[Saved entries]
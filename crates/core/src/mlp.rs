//! Position-wise feed-forward block: 4× expansion with GELU.

use candle_core::{Result, Tensor};
use candle_nn::{linear, Linear, Module, VarBuilder};

use drivetrain_common::TrainConfig;

pub struct Mlp {
    fc_in: Linear,
    fc_out: Linear,
}

impl Mlp {
    pub fn new(config: &TrainConfig, vb: VarBuilder) -> Result<Self> {
        let hidden = config.hidden_size;
        let fc_in = linear(hidden, 4 * hidden, vb.pp("fc_in"))?;
        let fc_out = linear(4 * hidden, hidden, vb.pp("fc_out"))?;
        Ok(Self { fc_in, fc_out })
    }

    pub fn forward(&self, x: &Tensor) -> Result<Tensor> {
        self.fc_out.forward(&self.fc_in.forward(x)?.gelu()?)
    }
}
use anyhow::{Context, Result};
use rusqlite::Connection;

// Names carry no UNIQUE constraint; the services check uniqueness and
// lookups report duplicates as ambiguous.
const SCHEMA: &str = include_str!("schema.sql");

/// Create the store tables if they are missing. Safe to run on every start.
pub fn ensure_schema(conn: &Connection) -> Result<()> {
    conn.execute_batch(SCHEMA)
        .context("Failed to create store schema")?;

    tracing::debug!("Store schema ready");
    Ok(())
}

**ASSIGNMENT:**
Each line in the records above with "Result" must be returned.

**REPLY:**
use candle_core::{Result, Tensor};
    pub fn new(config: &TrainConfig, vb: VarBuilder) -> Result<Self> {
    pub fn forward(&self, x: &Tensor) -> Result<Tensor> {
use anyhow::{Context, Result};
pub fn ensure_schema(conn: &Connection) -> Result<()> {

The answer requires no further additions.